### MATERIAL FOR THIS EXERCISE:
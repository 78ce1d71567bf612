// app/src/web/handlers/mod.rs

pub mod coupon_handlers;
pub mod order_handlers;
pub mod withdrawal_handlers;

use fulfillment::FulfillmentError;
use std::str::FromStr;

/// Parses a status field from a request body or query, reporting an unknown
/// value as a validation failure on `field`.
pub(crate) fn parse_status<T>(field: &'static str, raw: &str) -> Result<T, FulfillmentError>
where
  T: FromStr,
  T::Err: std::fmt::Display,
{
  raw.parse::<T>().map_err(|e| FulfillmentError::validation(field, e.to_string()))
}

### PROBLEM:
Every record above must be repeated word for word.

### OUTPUT OF THE TASK:
repository 78ce1d71567bf612
// app/src/web/handlers/mod.rs

pub mod coupon_handlers;
pub mod order_handlers;
pub mod withdrawal_handlers;

use fulfillment::FulfillmentError;
use std::str::FromStr;

/// Parses a status field from a request body or query, reporting an unknown
/// value as a validation failure on `field`.
pub(crate) fn parse_status<T>(field: &'static str, raw: &str) -> Result<T, FulfillmentError>
where
  T: FromStr,
  T::Err: std::fmt::Display,
{
  raw.parse::<T>().map_err(|e| FulfillmentError::validation(field, e.to_string()))
}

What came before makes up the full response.